# DATA EXTRACT
use crate::config::Config;
use crate::file_picker::interface::{FilePicker, SelectedFile};
use crate::leaf_scan::core::{init, transition, Effect, Event, State};
use crate::leaf_scan::paint::paint;
use crate::leaf_scan::preview_cache::PreviewCache;
use crate::leaf_scan::render::Render;
use crate::leaf_scan::run_effect::RunEffect;
use crate::library::logger::interface::Logger;
use crate::prediction_client::interface::PredictionClient;
use std::sync::mpsc::{channel, Receiver};
use std::sync::Arc;

pub struct LeafScan {
    state: State,
    event_receiver: Receiver<Event>,
    logger: Arc<dyn Logger + Send + Sync>,
    run_effect: RunEffect,
    render: Render,
    preview_cache: PreviewCache,
}

impl LeafScan {
    pub fn new(
        config: Config,
        logger: Arc<dyn Logger + Send + Sync>,
        prediction_client: Arc<dyn PredictionClient + Send + Sync>,
        file_picker: Arc<dyn FilePicker + Send + Sync>,
        repaint: Option<egui::Context>,
    ) -> Self {
        let logger = logger.with_namespace("leaf_scan");
        let (event_sender, event_receiver) = channel();
        let run_effect = RunEffect::new(
            logger.clone(),
            prediction_client,
            file_picker,
            event_sender,
            repaint,
        );
        let (state, effects) = init();

        let app = Self {
            state,
            event_receiver,
            logger: logger.clone(),
            run_effect,
            render: Render::new(&config),
            preview_cache: PreviewCache::new(logger),
        };

        app.run_effects(effects);

        app
    }

    #[allow(dead_code)]
    pub fn state(&self) -> &State {
        &self.state
    }

    pub fn dispatch(&mut self, event: Event) {
        let _ = self.logger.info(&format!(
            "\nold state:\n\t{:?}\n\nevent:\n\t{:?}",
            self.state, event,
        ));

        let (new_state, effects) = transition(self.state.clone(), event);

        let _ = self.logger.info(&format!(
            "\nnew state:\n\t{:?}\n\neffects:\n\t{:?}",
            new_state, effects
        ));

        self.state = new_state;

        self.run_effects(effects);
    }

    /// Applies every completion event that has arrived. Never blocks.
    pub fn drain_events(&mut self) {
        while let Ok(event) = self.event_receiver.try_recv() {
            self.dispatch(event);
        }
    }

    /// Waits up to `timeout` for one completion event and applies it.
    #[allow(dead_code)]
    pub fn wait_for_event(&mut self, timeout: std::time::Duration) -> bool {
        match self.event_receiver.recv_timeout(timeout) {
            Ok(event) => {
                self.dispatch(event);
                true
            }
            Err(_) => false,
        }
    }

    fn run_effects(&self, effects: Vec<Effect>) {
        for effect in effects {
            if effect.needs_ui_thread() {
                self.run_effect.run_effect(effect);
            } else {
                let run_effect = self.run_effect.clone();
                std::thread::spawn(move || run_effect.run_effect(effect));
            }
        }
    }

    fn dropped_files(&self, ctx: &egui::Context) -> Vec<Event> {
        let dropped = ctx.input(|i| i.raw.dropped_files.clone());

        dropped
            .into_iter()
            .take(1)
            .filter_map(|file| {
                let loaded = match (file.path, file.bytes) {
                    (_, Some(bytes)) => Ok(SelectedFile::new(&file.name, bytes.to_vec())),
                    (Some(path), None) => SelectedFile::from_path(&path),
                    (None, None) => Err("dropped file has neither path nor bytes".into()),
                };
                match loaded {
                    Ok(selected) => Some(Event::FileSelected(Some(selected))),
                    Err(e) => {
                        let _ = self
                            .logger
                            .error(&format!("Failed to read dropped file: {}", e));
                        None
                    }
                }
            })
            .collect()
    }
}

impl eframe::App for LeafScan {
    fn update(&mut self, ctx: &egui::Context, _frame: &mut eframe::Frame) {
        self.drain_events();

        let view = self.render.view(&self.state);
        let texture = self.preview_cache.texture(ctx, view.preview.as_ref());
        let mut events = paint(ctx, &view, texture);

        if view.interactive() {
            events.extend(self.dropped_files(ctx));
        }

        for event in events {
            self.dispatch(event);
        }
    }

    fn on_exit(&mut self, _gl: Option<&eframe::glow::Context>) {
        self.preview_cache.release();
    }
}
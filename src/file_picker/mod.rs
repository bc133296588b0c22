#[cfg(test)]
pub mod impl_fake;
pub mod impl_native;
pub mod interface;
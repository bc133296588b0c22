use crate::file_picker::interface::SelectedFile;
use crate::prediction_client::interface::{HistoryItem, PredictionResult};
use std::fmt;
use std::sync::Arc;

pub const PREDICT_FAILED_NOTICE: &str = "Error processing image";

/// Local rendering reference for the selected file. `id` is the selection it was made from.
#[derive(Clone, PartialEq)]
pub struct Preview {
    pub id: u64,
    pub bytes: Arc<[u8]>,
}

impl fmt::Debug for Preview {
    fn fmt(&self, f: &mut fmt::Formatter<'_>) -> fmt::Result {
        f.debug_struct("Preview")
            .field("id", &self.id)
            .field("bytes", &format_args!("<{} bytes>", self.bytes.len()))
            .finish()
    }
}

#[derive(Debug, Clone, Default, PartialEq)]
pub struct State {
    pub selected_file: Option<SelectedFile>,
    pub selection_id: u64,
    pub preview: Option<Preview>,
    pub prediction: Option<PredictionResult>,
    pub loading: bool,
    pub history: Vec<HistoryItem>,
    pub notice: Option<String>,
}

#[derive(Debug)]
pub enum Event {
    PickFileClicked,
    FileSelected(Option<SelectedFile>),
    SubmitClicked,
    PredictDone {
        selection_id: u64,
        result: Result<PredictionResult, Box<dyn std::error::Error + Send + Sync>>,
    },
    HistoryFetchDone(Result<Vec<HistoryItem>, Box<dyn std::error::Error + Send + Sync>>),
    NoticeDismissed,
}

#[derive(Debug, Clone, PartialEq)]
pub enum Effect {
    PickFile,
    Predict {
        selection_id: u64,
        file: SelectedFile,
    },
    RefreshHistory,
    LogError {
        message: String,
    },
}

impl Effect {
    /// Native dialogs must be opened from the UI thread on some platforms.
    pub fn needs_ui_thread(&self) -> bool {
        matches!(self, Effect::PickFile)
    }
}

pub fn init() -> (State, Vec<Effect>) {
    (State::default(), vec![Effect::RefreshHistory])
}

pub fn transition(state: State, event: Event) -> (State, Vec<Effect>) {
    match event {
        Event::PickFileClicked => (state, vec![Effect::PickFile]),

        Event::FileSelected(Some(file)) => {
            let selection_id = state.selection_id + 1;
            let preview = Preview {
                id: selection_id,
                bytes: file.bytes.clone(),
            };
            (
                State {
                    selected_file: Some(file),
                    selection_id,
                    preview: Some(preview),
                    prediction: None,
                    ..state
                },
                vec![],
            )
        }
        Event::FileSelected(None) => (
            State {
                selected_file: None,
                selection_id: state.selection_id + 1,
                preview: None,
                prediction: None,
                ..state
            },
            vec![],
        ),

        Event::SubmitClicked => {
            if state.loading {
                return (state, vec![]);
            }
            match state.selected_file.clone() {
                Some(file) => {
                    let effect = Effect::Predict {
                        selection_id: state.selection_id,
                        file,
                    };
                    (
                        State {
                            loading: true,
                            ..state
                        },
                        vec![effect],
                    )
                }
                None => (state, vec![]),
            }
        }

        Event::PredictDone {
            selection_id,
            result: Ok(prediction),
        } => {
            // A newer selection supersedes this response; the server still recorded it.
            let prediction = if selection_id == state.selection_id {
                Some(prediction)
            } else {
                state.prediction.clone()
            };
            (
                State {
                    prediction,
                    loading: false,
                    ..state
                },
                vec![Effect::RefreshHistory],
            )
        }
        Event::PredictDone {
            result: Err(error), ..
        } => (
            State {
                loading: false,
                notice: Some(PREDICT_FAILED_NOTICE.to_string()),
                ..state
            },
            vec![Effect::LogError {
                message: format!("Error uploading file: {}", error),
            }],
        ),

        Event::HistoryFetchDone(Ok(history)) => (State { history, ..state }, vec![]),
        Event::HistoryFetchDone(Err(error)) => (
            state,
            vec![Effect::LogError {
                message: format!("Failed to fetch history: {}", error),
            }],
        ),

        Event::NoticeDismissed => (
            State {
                notice: None,
                ..state
            },
            vec![],
        ),
    }
}
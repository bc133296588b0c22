#[derive(Debug, Clone, Copy, PartialEq)]
pub enum PredictionClientKind {
    Http,
    #[allow(dead_code)]
    Fake,
}

#[derive(Debug, Clone)]
pub struct Config {
    pub api_base_url: String,
    pub client_kind: PredictionClientKind,
    pub logger_timezone: chrono::FixedOffset,
    pub display_timezone: chrono::FixedOffset,
    pub image_extensions: Vec<String>,
    pub window_size: [f32; 2],
}

impl Default for Config {
    fn default() -> Self {
        Self {
            api_base_url: "http://localhost:8000".to_string(),
            client_kind: PredictionClientKind::Http,
            logger_timezone: local_offset(),
            display_timezone: local_offset(),
            image_extensions: ["png", "jpg", "jpeg", "gif", "bmp", "webp"]
                .iter()
                .map(|e| e.to_string())
                .collect(),
            window_size: [960.0, 720.0],
        }
    }
}

fn local_offset() -> chrono::FixedOffset {
    *chrono::Local::now().offset()
}
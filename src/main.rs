use config::{Config, PredictionClientKind};
use file_picker::impl_native::FilePickerNative;
use leaf_scan::main::LeafScan;
use library::logger::impl_console::LoggerConsole;
use library::logger::interface::Logger;
use prediction_client::impl_fake::PredictionClientFake;
use prediction_client::impl_http::PredictionClientHttp;
use prediction_client::interface::PredictionClient;
use std::sync::Arc;

mod config;
mod file_picker;
mod leaf_scan;
mod library;
mod prediction_client;

fn main() -> Result<(), Box<dyn std::error::Error + Send + Sync>> {
    let config = Config::default();

    let logger: Arc<dyn Logger + Send + Sync> =
        Arc::new(LoggerConsole::new(config.logger_timezone));

    let prediction_client: Arc<dyn PredictionClient + Send + Sync> = match config.client_kind {
        PredictionClientKind::Http => Arc::new(PredictionClientHttp::new(
            &config.api_base_url,
            logger.clone(),
        )?),
        PredictionClientKind::Fake => Arc::new(PredictionClientFake::new(logger.clone())),
    };

    let file_picker = Arc::new(FilePickerNative::new(config.image_extensions.clone()));

    let options = eframe::NativeOptions {
        viewport: egui::ViewportBuilder::default()
            .with_inner_size(config.window_size)
            .with_min_inner_size([640.0, 480.0])
            .with_title("Plant Disease AI"),
        ..Default::default()
    };

    logger.info(&format!(
        "Using {:?} prediction client at {}",
        config.client_kind, config.api_base_url
    ))?;

    eframe::run_native(
        "Plant Disease AI",
        options,
        Box::new(move |cc| {
            Box::new(LeafScan::new(
                config,
                logger,
                prediction_client,
                file_picker,
                Some(cc.egui_ctx.clone()),
            ))
        }),
    )
    .map_err(|e| e.to_string())?;

    Ok(())
}
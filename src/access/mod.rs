//! Access parameters, their validated descriptor, and the resolved target.

pub mod descriptor;
pub mod params;
pub mod target;

pub use descriptor::{AccessDescriptor, DEFAULT_HOST, DEFAULT_PORT};
pub use params::AccessParams;
pub use target::DbTarget;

# ACTION ITEM
Copy out all lines of the listing where the word "PredictionClientHttp" appears.

# ANSWER TO THIS PROBLEM
use prediction_client::impl_http::PredictionClientHttp;
        PredictionClientKind::Http => Arc::new(PredictionClientHttp::new(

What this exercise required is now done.